Read through the data and count the lines that contain the string "crates"; give only the result.
+++ Material for the task +++
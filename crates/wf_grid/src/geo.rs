// crates/wf_grid/src/geo.rs

//! 大圆距离与最近点查找
//!
//! 距离使用球面余弦定理，地球半径取 6374 km。
//! 最近点查找面向细网格经纬度表，逐点计算距离后取最小值。

use rayon::prelude::*;
use wf_foundation::{WfError, WfResult};

use crate::grid::GeoPoint;

/// 地球平均半径 (km)
pub const EARTH_RADIUS_KM: f64 = 6374.0;

/// 球面余弦定理大圆距离 (km)
///
/// 负经度先加 360 归一化到 [0, 360)。`|lat| > 90` 或 `|lon| > 360` 视为无效输入。
pub fn great_circle_distance(lat1: f64, lon1: f64, lat2: f64, lon2: f64) -> WfResult<f64> {
    if lat1.abs() > 90.0 || lat2.abs() > 90.0 || lon1.abs() > 360.0 || lon2.abs() > 360.0 {
        return Err(WfError::validation(format!(
            "坐标越界: ({lat1}, {lon1}) -> ({lat2}, {lon2})"
        )));
    }

    let lon1 = if lon1 < 0.0 { lon1 + 360.0 } else { lon1 };
    let lon2 = if lon2 < 0.0 { lon2 + 360.0 } else { lon2 };

    let (lat1, lon1) = (lat1.to_radians(), lon1.to_radians());
    let (lat2, lon2) = (lat2.to_radians(), lon2.to_radians());

    // 同一点时舍入误差可能让余弦略大于 1
    let cos_angle = (lat1.cos() * lat2.cos() * (lon1 - lon2).cos() + lat1.sin() * lat2.sin())
        .clamp(-1.0, 1.0);

    Ok(EARTH_RADIUS_KM * cos_angle.acos())
}

/// 计算目标点到每个 (lon, lat) 点的距离
pub fn distances_to(points: &[(f64, f64)], target: GeoPoint) -> WfResult<Vec<f64>> {
    points
        .par_iter()
        .map(|&(lon, lat)| great_circle_distance(target.lat, target.lon, lat, lon))
        .collect()
}

/// 距目标点最近的点的下标；距离相同时取靠前者
pub fn nearest_index(points: &[(f64, f64)], target: GeoPoint) -> WfResult<usize> {
    let distances = distances_to(points, target)?;

    let mut best: Option<(usize, f64)> = None;
    for (i, &d) in distances.iter().enumerate() {
        match best {
            Some((_, best_d)) if d >= best_d => {}
            _ => best = Some((i, d)),
        }
    }

    best.map(|(i, _)| i)
        .ok_or_else(|| WfError::data("经纬度表为空，无法查找最近点"))
}

/// 距目标点最近的 `k` 个点的下标，按距离升序
pub fn nearest_indices(points: &[(f64, f64)], target: GeoPoint, k: usize) -> WfResult<Vec<usize>> {
    let distances = distances_to(points, target)?;

    let mut order: Vec<usize> = (0..points.len()).collect();
    order.sort_by(|&a, &b| distances[a].total_cmp(&distances[b]));
    order.truncate(k);
    Ok(order)
}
+++
**Written solution**
2